Pursuant to Section 13 or 15(d) of the Securities Exchange Act of 1934

 

Date of report (Date of earliest event reported): March 27, 2006

 

CURATIVE HEALTH SERVICES, INC.

(Exact name of registrant as specified in its charter)

 

Minnesota

 

000-50371

 

51-0467366

(State or other jurisdiction of
incorporation or organization)

 

(Commission
File Number)

 

(I.R.S. Employer
Identification No.)

 

61 Spit Brook Road
Nashua, New Hampshire 03060

(Address of principal executive offices) (zip code)

 

(603) 888-1500

(Registrant’s telephone number, including area code)

 

Not Applicable

(Former name or former address, if changed since last report)

 


 

Check the appropriate box below if the Form 8-K filing is intended to simultaneously satisfy the filing obligation of the registrant under any of the following provisions:

 

 

o

Written communications pursuant to Rule 425 under the Securities Act (17 CFR 230.425)

 

 

o

Soliciting material pursuant to Rule 14a-12 under the Exchange Act (17 CFR 240.14a-12)

 

 

o

Pre-commencement communications pursuant to Rule 14d-2(b) under the Exchange Act (17 CFR 240.14d-2(b))

 

 

o

Pre-commencement communications pursuant to Rule 13e-4(c) under the Exchange Act (17 CFR 240.13e-4(c))

 

 



 

Item 1.01  Entry into a Material Definitive Agreement.

 

As previously announced on its Form 8-K filed on December 5, 2005, Curative Health Services, Inc. (the “Company”) and its subsidiaries entered into a Plan Support Agreement, dated December 2, 2005 (the “Plan Support Agreement”), with holders of approximately 80% in principal amount of the Company’s $185,000,000 10.75% Senior Notes due 2011 (the “Senior Notes”).
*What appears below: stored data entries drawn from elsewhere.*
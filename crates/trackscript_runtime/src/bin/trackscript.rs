//! Trackscript CLI entry point.

use std::env;
use std::path::PathBuf;
use std::process::ExitCode;

use tracing_subscriber::EnvFilter;

use trackscript_runtime::{Repl, Session, serialize};

/// CLI configuration parsed from arguments.
#[derive(Default)]
struct CliConfig {
    files: Vec<PathBuf>,
    expressions: Vec<String>,
    scenario: Option<PathBuf>,
    batch_mode: bool,
    show_help: bool,
    show_version: bool,
    show_stages: bool,
    verbose: bool,
}

fn main() -> ExitCode {
    let args: Vec<String> = env::args().collect();

    match run(args) {
        Ok(true) => ExitCode::SUCCESS,
        Ok(false) => ExitCode::FAILURE,
        Err(e) => {
            eprintln!("\x1b[31mError: {e}\x1b[0m");
            ExitCode::FAILURE
        }
    }
}

fn parse_args(args: Vec<String>) -> Result<CliConfig, Box<dyn std::error::Error>> {
    let mut config = CliConfig::default();

    let mut args = args.into_iter().skip(1);
    while let Some(arg) = args.next() {
        match arg.as_str() {
            "-h" | "--help" => config.show_help = true,
            "-V" | "--version" => config.show_version = true,
            "-b" | "--batch" => config.batch_mode = true,
            "--stages" => config.show_stages = true,
            "--verbose" => config.verbose = true,
            "-e" | "--eval" => {
                let expr = args.next().ok_or("--eval requires an expression")?;
                config.expressions.push(expr);
            }
            "--scenario" => {
                let path = args.next().ok_or("--scenario requires a file")?;
                config.scenario = Some(PathBuf::from(path));
            }
            flag if flag.starts_with('-') => {
                return Err(format!("unknown option: {flag}").into());
            }
            path => config.files.push(PathBuf::from(path)),
        }
    }

    Ok(config)
}

fn init_tracing(verbose: bool) {
    let filter = EnvFilter::try_from_default_env().unwrap_or_else(|_| {
        if verbose {
            EnvFilter::new("warn,trackscript_language=debug,trackscript_runtime=debug")
        } else {
            EnvFilter::new("warn")
        }
    });
    tracing_subscriber::fmt()
        .with_env_filter(filter)
        .with_writer(std::io::stderr)
        .init();
}

/// Returns whether every expression compiled.
fn run(args: Vec<String>) -> Result<bool, Box<dyn std::error::Error>> {
    let config = parse_args(args)?;

    if config.show_help {
        print_help();
        return Ok(true);
    }

    if config.show_version {
        println!("trackscript {}", env!("CARGO_PKG_VERSION"));
        return Ok(true);
    }

    init_tracing(config.verbose);

    let mut session = match &config.scenario {
        Some(path) => Session::with_scenario(serialize::load_from_file(path)?),
        None => Session::new(),
    };
    let mut ok = true;

    for file in &config.files {
        for report in session.load_expressions(file, !config.batch_mode)? {
            let location = format!("{}:{}", file.display(), report.line);
            match report.outcome {
                Ok(value) => {
                    println!("{location}  {value}  {}", report.source);
                    if config.show_stages {
                        print_stages(&session, &report.source)?;
                    }
                }
                Err(e) => {
                    eprintln!("\x1b[31m{location}: {e}\x1b[0m");
                    ok = false;
                }
            }
        }
    }

    for expr in &config.expressions {
        if config.show_stages {
            print_stages(&session, expr)?;
        }
        match session.evaluate(expr) {
            Ok(value) => println!("{value}"),
            Err(e) => {
                eprintln!("\x1b[31mError: {e}\x1b[0m");
                ok = false;
            }
        }
    }

    // Expressions on the command line imply batch mode
    if config.batch_mode || !config.expressions.is_empty() {
        return Ok(ok);
    }

    let mut repl = Repl::new()?.with_session(session);
    if !config.files.is_empty() {
        repl = repl.without_banner();
    }
    repl.run()?;
    Ok(true)
}

fn print_stages(session: &Session, expr: &str) -> Result<(), Box<dyn std::error::Error>> {
    let stages = session.stages(expr)?;
    println!("  function   {}", stages.function);
    println!("  postfix    {}", stages.postfix);
    println!("  optimized  {}", stages.optimized);
    for line in stages.program.disassemble().lines() {
        println!("  {line}");
    }
    Ok(())
}

fn print_help() {
    println!(
        "\x1b[1mTrackscript\x1b[0m - Expression compiler and VM for animated train objects

\x1b[1mUSAGE:\x1b[0m
    trackscript [OPTIONS] [FILES...]

\x1b[1mARGUMENTS:\x1b[0m
    [FILES...]    Expression files to load, one expression per line
                  (lines starting with # or ; are comments)

\x1b[1mOPTIONS:\x1b[0m
    -h, --help           Print help information
    -V, --version        Print version information
    -b, --batch          Compile and report files, then exit (no REPL)
    -e, --eval EXPR      Evaluate EXPR and exit (repeatable)
    --scenario FILE      Load a saved scenario before evaluating
    --stages             Print every pipeline stage of each expression
    --verbose            Log compilation and session events (RUST_LOG overrides)

\x1b[1mEXAMPLES:\x1b[0m
    trackscript                              Start interactive REPL
    trackscript doors.txt                    Bind every line, then start REPL
    trackscript -b doors.txt                 Check doors.txt and exit
    trackscript -e 'Sin[time] * 2' --stages  Show how an expression compiles
    trackscript --scenario rush.msgpack      Start from a saved scenario

\x1b[1mREPL COMMANDS:\x1b[0m
    :help                Show all commands
    :bind NAME EXPR      Bind a script re-evaluated on every tick
    :tick [N]            Advance the scenario
    :set FIELD VALUE     Change the scenario
    :save PATH           Save the scenario
    Ctrl+D               Exit REPL
    Ctrl+C               Cancel current input"
    );
}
Pursuant to the Plan Support Agreement, the holders of Senior Notes who are parties thereto (the “Supporting Noteholders”) agreed to support a consensual financial restructuring of the Company pursuant to a “prepackaged” plan of reorganization under Chapter 11 of Title 11 of the United States Code (the “Bankruptcy Code”), on the terms and conditions set forth in the Plan Support Agreement. The Plan Support Agreement was amended on December 14, 2005 and February 3, 2006, as announced by the Company on its Form 8-Ks filed on December 14, 2005 and February 6, 2006, respectively.

 

The Company and its subsidiaries entered into a Third Amendment to the Plan Support Agreement on March 24, 2006, effective as of March 15, 2006 (the “Support Amendment).  The Support Amendment extends the date by which the Prepackaged Plan (as defined below) must be filed with the Bankruptcy Court (as defined below), from March 15, 2006 to March 28, 2006.  A copy of the Support Amendment is attached hereto as Exhibit 10.1.

 

On March 22, 2006, the Company entered into an agreement (the “Settlement and Separation Agreement”) with Mr. Thomas Axmacher, the Company’s Chief Financial Officer. Under the Settlement and Separation Agreement, Mr. Axmacher’s employment with the Company will terminate effective April 30, 2006. In connection with his leaving, Mr. Axmacher will receive a cash lump sum equal to $300,000 plus accrued vacation. The Settlement and Separation Agreement also contains mutual releases and non-disparagement covenants.  The Company will file a motion with the Bankruptcy Court seeking approval of the Company’s assumption of the agreement. A copy of the Settlement and Separation Agreement is attached as Exhibit 10.2 to this Current Report on Form 8-K and is incorporated herein by reference.

 

Item 1.03 Bankruptcy or Receivership

 

On March 27, 2006, the Company and its subsidiaries (collectively, the “Debtors”) filed voluntary petitions in the United States Bankruptcy Court for the Southern District of New York (the “Bankruptcy Court”) seeking relief under Chapter 11 of Title 11 of the Bankruptcy Code (the “Chapter 11 Cases”).  As part of the Chapter 11 Cases, the Debtors also filed with the Bankruptcy Court the Prepackaged Plan and a copy of the Disclosure Statement dated February 6, 2006 each previously furnished as Exhibit 99.1 to the Company’s Form 8-K dated February 6, 2006.  The Debtors will continue to operate their businesses as debtors-in-possession under the jurisdiction of the Bankruptcy Court and in accordance with the applicable provisions of the Bankruptcy Code and the orders of the Bankruptcy Court.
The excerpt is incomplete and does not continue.